CoronamaßnahmenHilft eine Impfpflicht?

An diesem Mittwoch hat in Frankreich eine Impfpflicht für bestimmte Berufsgruppen begonnen. Das befeuert auch bei uns die Debatte neu.

Seit diesem Mittwoch wird in Frankreichs Gesundheitseinrichtungen streng kontrolliert: Arbeitgeber, Krankenkassen und Behörden prüfen, ob Mitarbeiter mindestens einmal geimpft sind. Falls nicht, droht zunächst unbezahlter Urlaub. Wer bei einer zweiten Prüfung noch immer ungeimpft ist, kann sogar entlassen werden.

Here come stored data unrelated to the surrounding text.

use super::SqlType;
use chrono::{NaiveDate, NaiveDateTime, NaiveTime};
use std::fmt::{self, Display, Formatter};
use std::num::{ParseFloatError, ParseIntError};
use thiserror::Error;

/// A runtime SQL value. Every constant in a resolved command carries one of
/// these (or is a typed null, see `Constant`).
#[derive(Clone, Debug, PartialEq, PartialOrd)]
pub enum SqlValue {
    Boolean(bool),
    Integer(i64),
    Double(f64),
    Text(String),
    Date(NaiveDate),
    Time(NaiveTime),
    Timestamp(NaiveDateTime),
}

pub const DATE_FORMAT: &str = "%Y-%m-%d";
pub const TIME_FORMAT: &str = "%H:%M:%S";
pub const TIMESTAMP_FORMAT: &str = "%Y-%m-%d %H:%M:%S";

impl SqlValue {
    pub fn sql_type(&self) -> SqlType {
        match self {
            SqlValue::Boolean(_) => SqlType::Boolean,
            SqlValue::Integer(_) => SqlType::Integer,
            SqlValue::Double(_) => SqlType::Double,
            SqlValue::Text(_) => SqlType::Text,
            SqlValue::Date(_) => SqlType::Date,
            SqlValue::Time(_) => SqlType::Time,
            SqlValue::Timestamp(_) => SqlType::Timestamp,
        }
    }

    /// Converts a value to the target type, following the engine's implicit
    /// conversion matrix. An impossible conversion is an error, never a
    /// silent truncation: a double only converts to an integer when it has
    /// no fractional part and fits.
    pub fn convert(&self, target: SqlType) -> Result<SqlValue, SqlValueError> {
        if self.sql_type() == target {
            return Ok(self.clone());
        }

        match (self, target) {
            (SqlValue::Integer(i), SqlType::Double) => Ok(SqlValue::Double(*i as f64)),
            (SqlValue::Integer(i), SqlType::Text) => Ok(SqlValue::Text(i.to_string())),
            (SqlValue::Double(d), SqlType::Integer) => {
                if d.fract() == 0.0 && *d >= i64::MIN as f64 && *d <= i64::MAX as f64 {
                    Ok(SqlValue::Integer(*d as i64))
                } else {
                    Err(SqlValueError::Conversion(
                        self.to_string(),
                        SqlType::Double,
                        target,
                    ))
                }
            }
            (SqlValue::Double(d), SqlType::Text) => Ok(SqlValue::Text(format_double(*d))),
            (SqlValue::Boolean(b), SqlType::Text) => Ok(SqlValue::Text(b.to_string())),
            (SqlValue::Text(t), SqlType::Boolean) => match t.as_str() {
                "true" => Ok(SqlValue::Boolean(true)),
                "false" => Ok(SqlValue::Boolean(false)),
                _ => Err(SqlValueError::Conversion(
                    t.clone(),
                    SqlType::Text,
                    target,
                )),
            },
            (SqlValue::Text(t), SqlType::Integer) => t
                .parse::<i64>()
                .map(SqlValue::Integer)
                .map_err(|e| SqlValueError::from_int_parse(t, e)),
            (SqlValue::Text(t), SqlType::Double) => t
                .parse::<f64>()
                .map(SqlValue::Double)
                .map_err(|e| SqlValueError::from_float_parse(t, e)),
            (SqlValue::Text(t), SqlType::Date) => NaiveDate::parse_from_str(t, DATE_FORMAT)
                .map(SqlValue::Date)
                .map_err(|_| SqlValueError::Conversion(t.clone(), SqlType::Text, target)),
            (SqlValue::Text(t), SqlType::Time) => NaiveTime::parse_from_str(t, TIME_FORMAT)
                .map(SqlValue::Time)
                .map_err(|_| SqlValueError::Conversion(t.clone(), SqlType::Text, target)),
            (SqlValue::Text(t), SqlType::Timestamp) => {
                NaiveDateTime::parse_from_str(t, TIMESTAMP_FORMAT)
                    .map(SqlValue::Timestamp)
                    .map_err(|_| SqlValueError::Conversion(t.clone(), SqlType::Text, target))
            }
            (SqlValue::Date(d), SqlType::Timestamp) => {
                Ok(SqlValue::Timestamp(NaiveDateTime::new(*d, NaiveTime::MIN)))
            }
            (SqlValue::Date(d), SqlType::Text) => {
                Ok(SqlValue::Text(d.format(DATE_FORMAT).to_string()))
            }
            (SqlValue::Time(t), SqlType::Text) => {
                Ok(SqlValue::Text(t.format(TIME_FORMAT).to_string()))
            }
            (SqlValue::Timestamp(ts), SqlType::Date) => Ok(SqlValue::Date(ts.date())),
            (SqlValue::Timestamp(ts), SqlType::Time) => Ok(SqlValue::Time(ts.time())),
            (SqlValue::Timestamp(ts), SqlType::Text) => {
                Ok(SqlValue::Text(ts.format(TIMESTAMP_FORMAT).to_string()))
            }
            (_, _) => Err(SqlValueError::Conversion(
                self.to_string(),
                self.sql_type(),
                target,
            )),
        }
    }
}

/// Canonical text form for a double. Keeps a trailing `.0` on whole values so
/// the text form always reads back as a double.
pub fn format_double(d: f64) -> String {
    if d.fract() == 0.0 && d.is_finite() && d.abs() < 1e15 {
        format!("{:.1}", d)
    } else {
        format!("{}", d)
    }
}

impl Display for SqlValue {
    fn fmt(&self, f: &mut Formatter<'_>) -> fmt::Result {
        match self {
            SqlValue::Boolean(value) => {
                write!(f, "{}", value)
            }
            SqlValue::Integer(value) => {
                write!(f, "{}", value)
            }
            SqlValue::Double(value) => {
                write!(f, "{}", format_double(*value))
            }
            SqlValue::Text(value) => {
                write!(f, "{}", value)
            }
            SqlValue::Date(value) => {
                write!(f, "{}", value.format(DATE_FORMAT))
            }
            SqlValue::Time(value) => {
                write!(f, "{}", value.format(TIME_FORMAT))
            }
            SqlValue::Timestamp(value) => {
                write!(f, "{}", value.format(TIMESTAMP_FORMAT))
            }
        }
    }
}

#[derive(Error, Debug)]
pub enum SqlValueError {
    #[error("Unable to convert {0} from {1} to {2}")]
    Conversion(String, SqlType, SqlType),
    #[error("{0} is not a valid integer literal: {1}")]
    InvalidInt(String, ParseIntError),
    #[error("{0} is not a valid double literal: {1}")]
    InvalidDouble(String, ParseFloatError),
}

impl SqlValueError {
    fn from_int_parse(text: &str, e: ParseIntError) -> SqlValueError {
        SqlValueError::InvalidInt(text.to_string(), e)
    }

    fn from_float_parse(text: &str, e: ParseFloatError) -> SqlValueError {
        SqlValueError::InvalidDouble(text.to_string(), e)
    }
}

#[cfg(test)]
mod tests {
    use super::*;

    #[test]
    fn test_display() {
        assert_eq!(SqlValue::Boolean(true).to_string(), "true");
        assert_eq!(SqlValue::Integer(5).to_string(), "5");
        assert_eq!(SqlValue::Double(2.5).to_string(), "2.5");
        assert_eq!(SqlValue::Double(2.0).to_string(), "2.0");
        assert_eq!(SqlValue::Text("FOOBAR".to_string()).to_string(), "FOOBAR");
    }

    #[test]
    fn test_numeric_conversions() -> Result<(), Box<dyn std::error::Error>> {
        assert_eq!(
            SqlValue::Integer(5).convert(SqlType::Double)?,
            SqlValue::Double(5.0)
        );
        assert_eq!(
            SqlValue::Double(5.0).convert(SqlType::Integer)?,
            SqlValue::Integer(5)
        );
        assert!(SqlValue::Double(5.5).convert(SqlType::Integer).is_err());
        Ok(())
    }

    #[test]
    fn test_text_conversions() -> Result<(), Box<dyn std::error::Error>> {
        assert_eq!(
            SqlValue::Text("17".to_string()).convert(SqlType::Integer)?,
            SqlValue::Integer(17)
        );
        assert!(SqlValue::Text("x".to_string())
            .convert(SqlType::Integer)
            .is_err());
        assert_eq!(
            SqlValue::Text("2021-10-01".to_string()).convert(SqlType::Date)?,
            SqlValue::Date(NaiveDate::from_ymd_opt(2021, 10, 1).unwrap())
        );
        Ok(())
    }

    #[test]
    fn test_temporal_conversions() -> Result<(), Box<dyn std::error::Error>> {
        let date = NaiveDate::from_ymd_opt(2021, 10, 1).unwrap();
        let ts = date.and_hms_opt(13, 5, 0).unwrap();
        assert_eq!(
            SqlValue::Timestamp(ts).convert(SqlType::Date)?,
            SqlValue::Date(date)
        );
        assert_eq!(
            SqlValue::Date(date).convert(SqlType::Timestamp)?,
            SqlValue::Timestamp(date.and_hms_opt(0, 0, 0).unwrap())
        );
        Ok(())
    }
}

Hilft eine Impfpflicht auf dem Weg zur erforderlichen Herdenimmunität von 80 oder 85 Prozent, zumindest bei bestimmten Berufsgruppen? Das ist eine Debatte, die auch bei uns intensiv geführt wird, gerade auch vor der anstehenden Bundestagswahl (Baerbock ist dafür, Laschet und Scholz sind dagegen). Natürlich ist es verlockend, sich ganz schnell auf die eine oder andere Seite zu schlagen: Ich bin dafür, weil wir dann schneller die Pandemie loswerden. Ich bin dagegen, weil damit die Freiheitsrechte des Einzelnen beeinträchtigt werden. Doch so einfach ist es nicht.

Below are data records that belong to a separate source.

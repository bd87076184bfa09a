// SPDX-License-Identifier: BUSL-1.1
// Copyright (c) 2026 Alfred Jean LLC

//! Closed set of supported languages and the extension table.

use std::fmt;

/// One supported language variant.
///
/// The set is fixed and closed; dispatch is a table lookup, not an open
/// registry. Each variant carries its literal command templates in
/// `plan.rs`.
#[derive(Debug, Clone, Copy, PartialEq, Eq)]
pub enum Language {
    C,
    Cpp,
    Rust,
    Go,
    Swift,
    Java,
    Kotlin,
    Scala,
    CSharp,
    TypeScript,
    Python,
    JavaScript,
    Ruby,
    Php,
    Lua,
    Perl,
    Shell,
}

impl Language {
    /// Map a file extension (without the leading dot, any case) to a
    /// language. Unknown extensions map to `None`.
    pub fn from_extension(ext: &str) -> Option<Self> {
        let ext = ext.to_ascii_lowercase();
        Some(match ext.as_str() {
            "c" => Self::C,
            "cpp" | "cc" | "cxx" | "c++" => Self::Cpp,
            "rs" => Self::Rust,
            "go" => Self::Go,
            "swift" => Self::Swift,
            "java" => Self::Java,
            "kt" | "kts" => Self::Kotlin,
            "scala" => Self::Scala,
            "cs" => Self::CSharp,
            "js" | "mjs" => Self::JavaScript,
            "ts" => Self::TypeScript,
            "py" | "py3" => Self::Python,
            "rb" => Self::Ruby,
            "php" => Self::Php,
            "lua" => Self::Lua,
            "pl" | "pm" => Self::Perl,
            "sh" | "bash" => Self::Shell,
            _ => return None,
        })
    }

    /// Human-readable language name used in logs and error messages.
    pub fn name(&self) -> &'static str {
        match self {
            Self::C => "C",
            Self::Cpp => "C++",
            Self::Rust => "Rust",
            Self::Go => "Go",
            Self::Swift => "Swift",
            Self::Java => "Java",
            Self::Kotlin => "Kotlin",
            Self::Scala => "Scala",
            Self::CSharp => "C#",
            Self::TypeScript => "TypeScript",
            Self::Python => "Python",
            Self::JavaScript => "JavaScript (Node.js)",
            Self::Ruby => "Ruby",
            Self::Php => "PHP",
            Self::Lua => "Lua",
            Self::Perl => "Perl",
            Self::Shell => "Bash/Shell",
        }
    }
}

impl fmt::Display for Language {
    fn fmt(&self, f: &mut fmt::Formatter<'_>) -> fmt::Result {
        f.write_str(self.name())
    }
}

#[cfg(test)]
#[path = "language_tests.rs"]
mod tests;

Andere Länder machen es vor

Von einer Impfpflicht erwarten sich die Befürworter das schnellere Erreichen der Herdenimmunität und damit das Ende der quälenden Pandemie. Das würde voraussetzen, dass ein vollständig Geimpfter nicht nur sich selbst schützt, sondern vor allem auch für andere nicht mehr ansteckend ist. Das trifft jedoch nicht zu. Auch ein Immunisierter kann das Virus bekommen, in sich tragen und weiter infektiös sein – vor allem bei der aktuell grassierenden Delta-Variante. Wenn also der Hauptnutzen der Impfung der individuelle Schutz ist, dann muss sie auch Privatsache bleiben. Nicht zu rauchen, nicht übermäßig zu trinken und sich gesund zu ernähren, wird schließlich auch nicht staatlich verordnet.

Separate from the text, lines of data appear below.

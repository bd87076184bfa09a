// SPDX-License-Identifier: BUSL-1.1
// Copyright (c) 2026 Alfred Jean LLC

//! Scoped temporary workspace directories.
//!
//! A [`Workspace`] is a uniquely named directory under the system temp root,
//! owner-only where the platform supports permission bits, and removed when
//! the owning run attempt ends unless retention was requested. Capacity is
//! reserved from a [`WorkspaceLimiter`] before any filesystem work and
//! released exactly once on drop.

use crate::config;
use crate::error::WorkspaceError;
use crate::limiter::WorkspaceLimiter;

use std::fs;
use std::path::{Path, PathBuf};

#[derive(Debug)]
pub struct Workspace {
    path: PathBuf,
    retain: bool,
    limiter: WorkspaceLimiter,
}

impl Workspace {
    /// Create a fresh workspace, reserving limiter capacity first.
    ///
    /// Directory names mix the process id, a nanosecond timestamp, and a
    /// random 64-bit value. A colliding name therefore surfaces as an
    /// immediate error rather than a retry.
    pub fn create(limiter: &WorkspaceLimiter) -> Result<Self, WorkspaceError> {
        if !limiter.try_reserve() {
            return Err(WorkspaceError::ResourceExhausted {
                limit: limiter.ceiling(),
            });
        }

        let path = unique_path();
        let length = path.as_os_str().len();
        if length > config::MAX_PATH_LENGTH {
            limiter.release();
            return Err(WorkspaceError::PathTooLong {
                length,
                max: config::MAX_PATH_LENGTH,
            });
        }

        if let Err(err) = fs::create_dir(&path) {
            limiter.release();
            return Err(WorkspaceError::Io {
                context: format!("failed to create workspace directory {}", path.display()),
                source: err,
            });
        }

        if let Err(err) = restrict_permissions(&path) {
            // Never leave an over-permissive directory behind.
            let _ = fs::remove_dir_all(&path);
            limiter.release();
            return Err(WorkspaceError::Io {
                context: format!("failed to restrict permissions on {}", path.display()),
                source: err,
            });
        }

        Ok(Self {
            path,
            retain: false,
            limiter: limiter.clone(),
        })
    }

    pub fn path(&self) -> &Path {
        &self.path
    }

    /// Keep the directory on disk after drop (KEEP_TEMP debugging).
    pub fn set_retain(&mut self, retain: bool) {
        self.retain = retain;
    }

    pub fn retained(&self) -> bool {
        self.retain
    }
}

impl Drop for Workspace {
    fn drop(&mut self) {
        self.limiter.release();
        if self.retain {
            return;
        }
        // Cleanup failure must never mask the run's real result.
        if let Err(error) = fs::remove_dir_all(&self.path) {
            tracing::warn!(
                path = %self.path.display(),
                %error,
                "failed to clean up workspace directory"
            );
        }
    }
}

fn unique_path() -> PathBuf {
    let nanos = std::time::SystemTime::now()
        .duration_since(std::time::UNIX_EPOCH)
        .unwrap_or_default()
        .as_nanos();
    let (random, _) = uuid::Uuid::new_v4().as_u64_pair();
    std::env::temp_dir().join(format!(
        "polyrun_{}_{}_{}",
        std::process::id(),
        nanos,
        random
    ))
}

#[cfg(unix)]
fn restrict_permissions(path: &Path) -> std::io::Result<()> {
    use std::os::unix::fs::PermissionsExt;
    fs::set_permissions(path, fs::Permissions::from_mode(0o700))
}

#[cfg(not(unix))]
fn restrict_permissions(_path: &Path) -> std::io::Result<()> {
    // No owner-only permission bits to set on this platform.
    Ok(())
}

#[cfg(test)]
#[path = "workspace_tests.rs"]
mod tests;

Eine Impfpflicht verletzt meine individuellen Freiheitsrechte, das sagen die Gegner. Hier lehnte aber das Bundesverfassungsgericht im Mai Klagen in einem Eilverfahren mit dem Argument ab, dass eine Impfung auch eine weitere Ausbreitung des Virus in der Bevölkerung verhindern könne. Damit werden individuelle Freiheitsrechte gegen den Schutz der Bevölkerung abgewogen. Hinzu kommt: In etlichen westlichen Demokratien – nicht nur in Frankreich, sondern auch den USA oder Griechenland zum Beispiel – werden gerade Impfpflichten eingeführt. Es geht also.

Nur noch eine Zeitfrage?

Vermutlich lässt sich das Thema ganz pragmatisch aussitzen, ohne unsere ohnehin strapazierte Gesellschaft weiter zu spalten: Der steigende soziale Druck durch schärfere 2-G-Regeln in nahezu allen Lebensbereichen und der Beginn der Impfung der ab 12-Jährigen wird die Impfquote im Herbst voraussichtlich ohnehin schneller anwachsen lassen. Und vor einer eventuellen Entscheidung über eine Impfpflicht wird bei uns erstmal gewählt, verhandelt, koaliert und dann mit dem Regieren begonnen. Bis das so weit ist, könnte die Herdenimmunität bereits erreicht sein.